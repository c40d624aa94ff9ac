use std::collections::HashMap;

use crate::error::{ParseWarning, TableError};
use crate::schema::{canonicalize, TableSchema};

// ---------------------------------------------------------------------------
// Table
// ---------------------------------------------------------------------------

/// A delimited table with dual storage: row-major maps keyed by canonical
/// column name, and a reverse index (column name → ordered values). Both
/// views observe the same row order and every row carries a value for every
/// declared column.
#[derive(Debug, Clone)]
pub struct Table {
    schema: TableSchema,
    delimiter: char,
    rows: Vec<HashMap<String, String>>,
    reverse: HashMap<String, Vec<String>>,
    warnings: Vec<ParseWarning>,
}

impl Table {
    pub fn new(delimiter: char) -> Self {
        Table {
            schema: TableSchema::default(),
            delimiter,
            rows: Vec::new(),
            reverse: HashMap::new(),
            warnings: Vec::new(),
        }
    }

    /// An empty table sharing this table's columns and delimiter. The new
    /// schema is built from the canonical names, so original-case headers
    /// are not carried over.
    pub fn empty_like(&self) -> Self {
        let mut table = Table::new(self.delimiter);
        // Cannot fail: the new table has no schema yet.
        let _ = table.set_headers(self.schema.canonical());
        table
    }

    // -----------------------------------------------------------------------
    // Parse / serialize
    // -----------------------------------------------------------------------

    /// Parse delimited text. The first line becomes the schema when
    /// `has_header` is set. Short rows are padded with empty strings and
    /// recorded as warnings; values are trimmed and stripped of U+FFFD
    /// artifacts at either edge; one trailing empty line is dropped.
    pub fn parse(content: &str, delimiter: char, has_header: bool) -> Self {
        let mut table = Table::new(delimiter);
        let mut lines: Vec<&str> = content
            .split('\n')
            .map(|line| line.strip_suffix('\r').unwrap_or(line))
            .collect();

        if has_header {
            if lines.len() == 1 && lines[0].is_empty() {
                return table; // nothing at all, not even a header
            }
            let headers: Vec<&str> = lines[0].split(delimiter).collect();
            let _ = table.set_headers(&headers);
            lines.remove(0);
        }
        if lines.last().is_some_and(|l| l.is_empty()) {
            lines.pop();
        }

        let expected = table.schema.len();
        // 1-based source line numbers, counting the header line.
        let mut line_no = 1;
        for line in lines {
            line_no += 1;
            if line.is_empty() {
                continue;
            }
            let mut fields: Vec<String> = line
                .split(delimiter)
                .map(|v| v.trim().trim_matches('\u{FFFD}').to_string())
                .collect();
            if fields.len() < expected {
                table.warnings.push(ParseWarning {
                    line: line_no,
                    found: fields.len(),
                    expected,
                });
                fields.resize(expected, String::new());
            }
            let mut row = HashMap::with_capacity(expected);
            for (name, value) in table.schema.canonical().iter().zip(fields) {
                // Duplicate canonical headers: last column wins.
                row.insert(name.clone(), value);
            }
            table.add_row(row);
        }
        table
    }

    /// Header line then one line per row, values joined in header order.
    /// No trailing newline.
    pub fn serialize(&self, use_original_case: bool) -> String {
        let delim = self.delimiter.to_string();
        let headers = if use_original_case {
            self.schema.original()
        } else {
            self.schema.canonical()
        };
        let mut out = headers.join(&delim);
        for row in &self.rows {
            out.push('\n');
            let values: Vec<&str> = self
                .schema
                .canonical()
                .iter()
                .map(|name| row.get(name).map(String::as_str).unwrap_or(""))
                .collect();
            out.push_str(&values.join(&delim));
        }
        out
    }

    // -----------------------------------------------------------------------
    // Schema operations
    // -----------------------------------------------------------------------

    /// Install the schema on an empty table. Once any header or row data
    /// exists this fails; renames go through `update_headers`.
    pub fn set_headers<S: AsRef<str>>(&mut self, headers: &[S]) -> Result<(), TableError> {
        if !self.schema.is_empty() || !self.rows.is_empty() {
            return Err(TableError::SchemaAlreadyPopulated);
        }
        self.schema = TableSchema::from_headers(headers);
        for name in self.schema.canonical() {
            self.reverse.insert(name.clone(), Vec::new());
        }
        Ok(())
    }

    /// Apply a rename map (old canonical name → new name). For each entry
    /// that matches a current header, the canonical name is rewritten and
    /// the reverse-index bucket and row keys are relocated; absent old
    /// names are a no-op (an absent old bucket installs an empty one).
    pub fn update_headers(&mut self, renames: &HashMap<String, String>) {
        for (old, new) in renames {
            let Some(new_canon) = self.schema.rename(old, new) else {
                continue;
            };
            let old_canon = canonicalize(old);
            let bucket = self.reverse.remove(&old_canon).unwrap_or_default();
            self.reverse.insert(new_canon.clone(), bucket);
            for row in &mut self.rows {
                if let Some(value) = row.remove(&old_canon) {
                    row.insert(new_canon.clone(), value);
                }
            }
        }
    }

    // -----------------------------------------------------------------------
    // Row operations
    // -----------------------------------------------------------------------

    /// Append a row. Values are taken per declared column (missing keys
    /// become empty strings) so both views stay in sync.
    pub fn add_row(&mut self, row: HashMap<String, String>) {
        self.append_to_reverse(&row);
        self.rows.push(row);
    }

    /// Remove and return the row at `index`, keeping every reverse-index
    /// bucket aligned. Panics if `index` is out of bounds, like
    /// `Vec::remove`.
    pub fn remove_row(&mut self, index: usize) -> HashMap<String, String> {
        let row = self.rows.remove(index);
        for bucket in self.reverse.values_mut() {
            bucket.remove(index);
        }
        row
    }

    /// The ordered values of one column (case-insensitive name).
    pub fn column(&self, name: &str) -> Result<&[String], TableError> {
        self.reverse
            .get(&canonicalize(name))
            .map(Vec::as_slice)
            .ok_or_else(|| TableError::UnknownColumn { name: name.to_string() })
    }

    /// Append all of `other`'s rows. Succeeds iff the canonical headers
    /// are equal in order; on mismatch self is left unmodified and the
    /// error carries both header lists.
    pub fn concat(&mut self, other: Table) -> Result<(), TableError> {
        if self.schema.canonical() != other.schema.canonical() {
            return Err(TableError::HeaderMismatch {
                ours: self.schema.canonical().to_vec(),
                theirs: other.schema.canonical().to_vec(),
            });
        }
        for (name, bucket) in other.reverse {
            self.reverse.entry(name).or_default().extend(bucket);
        }
        self.rows.extend(other.rows);
        Ok(())
    }

    // -----------------------------------------------------------------------
    // Accessors
    // -----------------------------------------------------------------------

    pub fn schema(&self) -> &TableSchema {
        &self.schema
    }

    pub fn delimiter(&self) -> char {
        self.delimiter
    }

    pub fn rows(&self) -> &[HashMap<String, String>] {
        &self.rows
    }

    pub fn row(&self, index: usize) -> Option<&HashMap<String, String>> {
        self.rows.get(index)
    }

    pub fn len(&self) -> usize {
        self.rows.len()
    }

    pub fn is_empty(&self) -> bool {
        self.rows.is_empty()
    }

    /// Non-fatal diagnostics recorded during `parse`.
    pub fn warnings(&self) -> &[ParseWarning] {
        &self.warnings
    }

    fn append_to_reverse(&mut self, row: &HashMap<String, String>) {
        let names = self.schema.canonical();
        for (i, name) in names.iter().enumerate() {
            if names[i + 1..].contains(name) {
                continue; // duplicate header: the last occurrence owns the bucket
            }
            let value = row.get(name).cloned().unwrap_or_default();
            self.reverse.entry(name.clone()).or_default().push(value);
        }
    }
}

// ---------------------------------------------------------------------------
// Tests
// ---------------------------------------------------------------------------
#####
▶ YOUR OBJECTIVE
Give the number of lines in the data that contain the word "keys", and add no other text.

▶ RESPONSE FOR THIS EXERCISE
2